= Kibaran orogeny =

Mountain building event in present-day Africa

The Kibaran orogeny is a term that has been used for a series of orogenic events, in what is now Africa, that began in the Mesoproterozoic, around 1400 Ma and continued until around 1000 Ma when the supercontinent Rodinia was assembled.
The term "Kibaran" has often been used for any orogenic rocks formed during this very extended period.
Recently, it has been proposed that the term should be used in a much narrower sense for an event around 1375 Ma and a region in the southeast of the Democratic Republic of the Congo (DRC).

These orogenic events are also known as the Grenville orogeny in North America and the Dalslandian orogeny in Western Europe.

==Broad sense==

Regions that contain relics of Kibaran age include the Kibara Mountains of the eastern DRC and Namaqua-Natal belt in southern Africa. Rocks of this age have been found in the Hoggar Mountains, in northwest and southwest Nigeria and in Cameroon to the north of the Congo Craton. The orogeny in northwest Nigeria was a major tectonic and thermal event that apparently was floored by an older continental basin.

In southern Africa, orogenic segments associated with construction of Rodinia are found in a region over 3000 km long and 400 km wide.
They resulted from convergence of the Congo Craton to the north with the Kalahari, Bangweulu, Tanzania and West-Nilian cratons to the south.
The segments include sedimentary basins deformed by contraction of the crust during the extended period of plate convergence between 1400 Ma and 1000 Ma.
These are intruded by large batholiths dated to 1390–1350 Ma and 1100–1000 Ma, caused by subduction and continental collision.
Other segments are Archaean to Paleoproterozoic provinces that were strongly reworked into thin-skinned fold and thrust belts during the collision of 1100–1000 Ma.
Local names for the segments, from north to south, are the Karagwe-Ankolean, Burundian, Kibarides, Irumides, Choma-Kalomo, Ngamiland, Namaqua-Natal and Lurio belts.

==Narrower sense==
In one model the Kibaran belt is a continuous orogenic belt 1500 km long running in a northeast direction from Katanga Province in the DRC to southwest Uganda.
However, there are two distinct segments: a southern belt that includes the Kibara Mountains in Katanga, from which the orogeny gets its name,
and a northeastern belt that includes the Kivu-Maniema region of the DRC and parts of Rwanda, Burundi, southwest Uganda and northwest Tanzania.
The two are separated by Palaeoproterozoic Rusizian terranes and the NW-SE trending Ubende shear belt further to the south in Tanzania.
Zircon Uranium-lead dating shows that the 350 km long northeastern Karagwe-Ankolean segment dates to 1375 Ma.
Apparently it is not orogenic but is an intracratonic large igneous province formed in the boundary between the Tanzania craton to the east and the Eburnean-aged mobile belt to the west.
Minor magmatic events occurred later in this segment around 1205 Ma and 986 Ma.
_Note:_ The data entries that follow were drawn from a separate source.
use std::collections::BTreeMap;

use rkyv::{Archive, Deserialize, Serialize};
use thiserror::Error;

#[derive(Debug, Clone, PartialEq, Archive, Serialize, Deserialize)]
pub enum StoreValue {
    Int(i32),
    Float(f32),
    Text(String),
}

impl StoreValue {
    pub fn kind(&self) -> &'static str {
        match self {
            StoreValue::Int(_) => "int",
            StoreValue::Float(_) => "float",
            StoreValue::Text(_) => "text",
        }
    }
}

#[derive(Debug, Error)]
pub enum StoreError {
    #[error("store i/o failed: {0}")]
    Io(#[from] std::io::Error),
    #[error("stored value for {key} could not be decoded")]
    Decode { key: String },
    #[error("value for {key} could not be encoded")]
    Encode { key: String },
    #[error("stored value for {key} is {found}, expected {expected}")]
    TypeMismatch {
        key: String,
        expected: &'static str,
        found: &'static str,
    },
    #[error("store unavailable: {0}")]
    Unavailable(String),
}

/// Durable key/value progress storage.
///
/// Calls are synchronous and atomic per key. Writing the same value twice
/// leaves the store unchanged.
pub trait ProgressStore {
    fn has(&self, key: &str) -> bool;
    fn get(&self, key: &str) -> Result<Option<StoreValue>, StoreError>;
    fn set(&mut self, key: &str, value: StoreValue) -> Result<(), StoreError>;
    fn delete(&mut self, key: &str) -> Result<(), StoreError>;

    /// Every key currently held, in no particular order.
    fn keys(&self) -> Vec<String>;

    /// Push buffered writes to durable storage. In-memory stores have nothing to do.
    fn flush(&mut self) -> Result<(), StoreError> {
        Ok(())
    }

    fn try_int(&self, key: &str) -> Result<Option<i32>, StoreError> {
        match self.get(key)? {
            None => Ok(None),
            Some(StoreValue::Int(value)) => Ok(Some(value)),
            Some(other) => Err(StoreError::TypeMismatch {
                key: key.to_string(),
                expected: "int",
                found: other.kind(),
            }),
        }
    }

    fn try_float(&self, key: &str) -> Result<Option<f32>, StoreError> {
        match self.get(key)? {
            None => Ok(None),
            Some(StoreValue::Float(value)) => Ok(Some(value)),
            Some(other) => Err(StoreError::TypeMismatch {
                key: key.to_string(),
                expected: "float",
                found: other.kind(),
            }),
        }
    }

    fn try_string(&self, key: &str) -> Result<Option<String>, StoreError> {
        match self.get(key)? {
            None => Ok(None),
            Some(StoreValue::Text(value)) => Ok(Some(value)),
            Some(other) => Err(StoreError::TypeMismatch {
                key: key.to_string(),
                expected: "text",
                found: other.kind(),
            }),
        }
    }

    fn get_int(&self, key: &str, default: i32) -> i32 {
        self.try_int(key).ok().flatten().unwrap_or(default)
    }

    fn get_float(&self, key: &str, default: f32) -> f32 {
        self.try_float(key).ok().flatten().unwrap_or(default)
    }

    fn get_string(&self, key: &str, default: &str) -> String {
        self.try_string(key)
            .ok()
            .flatten()
            .unwrap_or_else(|| default.to_string())
    }

    fn set_int(&mut self, key: &str, value: i32) -> Result<(), StoreError> {
        self.set(key, StoreValue::Int(value))
    }

    fn set_float(&mut self, key: &str, value: f32) -> Result<(), StoreError> {
        self.set(key, StoreValue::Float(value))
    }

    fn set_string(&mut self, key: &str, value: &str) -> Result<(), StoreError> {
        self.set(key, StoreValue::Text(value.to_string()))
    }
}

#[derive(Debug, Clone, Default)]
pub struct MemoryStore {
    entries: BTreeMap<String, StoreValue>,
}

impl MemoryStore {
    pub fn new() -> Self {
        Self::default()
    }

    pub fn from_entries(entries: impl IntoIterator<Item = (String, StoreValue)>) -> Self {
        Self {
            entries: entries.into_iter().collect(),
        }
    }

    pub fn entries(&self) -> impl Iterator<Item = (&String, &StoreValue)> {
        self.entries.iter()
    }

    pub fn len(&self) -> usize {
        self.entries.len()
    }

    pub fn is_empty(&self) -> bool {
        self.entries.is_empty()
    }
}

impl ProgressStore for MemoryStore {
    fn has(&self, key: &str) -> bool {
        self.entries.contains_key(key)
    }

    fn get(&self, key: &str) -> Result<Option<StoreValue>, StoreError> {
        Ok(self.entries.get(key).cloned())
    }

    fn set(&mut self, key: &str, value: StoreValue) -> Result<(), StoreError> {
        self.entries.insert(key.to_string(), value);
        Ok(())
    }

    fn delete(&mut self, key: &str) -> Result<(), StoreError> {
        self.entries.remove(key);
        Ok(())
    }

    fn keys(&self) -> Vec<String> {
        self.entries.keys().cloned().collect()
    }
}

#[cfg(test)]
mod tests {
    use super::*;

    #[test]
    fn typed_getters_fall_back_on_missing_or_mismatched() {
        let mut store = MemoryStore::new();
        store.set_int("hints", 3).unwrap();
        store.set_string("name", "").unwrap();
        assert_eq!(store.get_int("hints", -1), 3);
        assert_eq!(store.get_int("missing", -1), -1);
        assert_eq!(store.get_float("hints", 2.5), 2.5);
        assert!(matches!(
            store.try_float("hints"),
            Err(StoreError::TypeMismatch { expected: "float", found: "int", .. })
        ));
        assert!(store.has("name"));
    }

    #[test]
    fn repeated_writes_are_idempotent() {
        let mut store = MemoryStore::new();
        store.set_float("timer", 12.5).unwrap();
        store.set_float("timer", 12.5).unwrap();
        assert_eq!(store.len(), 1);
        assert_eq!(store.get("timer").unwrap(), Some(StoreValue::Float(12.5)));
        store.delete("timer").unwrap();
        store.delete("timer").unwrap();
        assert!(store.is_empty());
    }
}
Recently it has been proposed that the term "Kibaran" should be given a much more restricted meaning, referring only to a tectono-magmatic event around 1375 Ma in which the Karagwe-Ankolean belt was formed in a region extending from the north of Lake Tanganyika to the south of Uganda, and that the term "Kibaran belt" should be confined to the belt around the Kibara mountains in the southeast of the Democratic Republic of the Congo.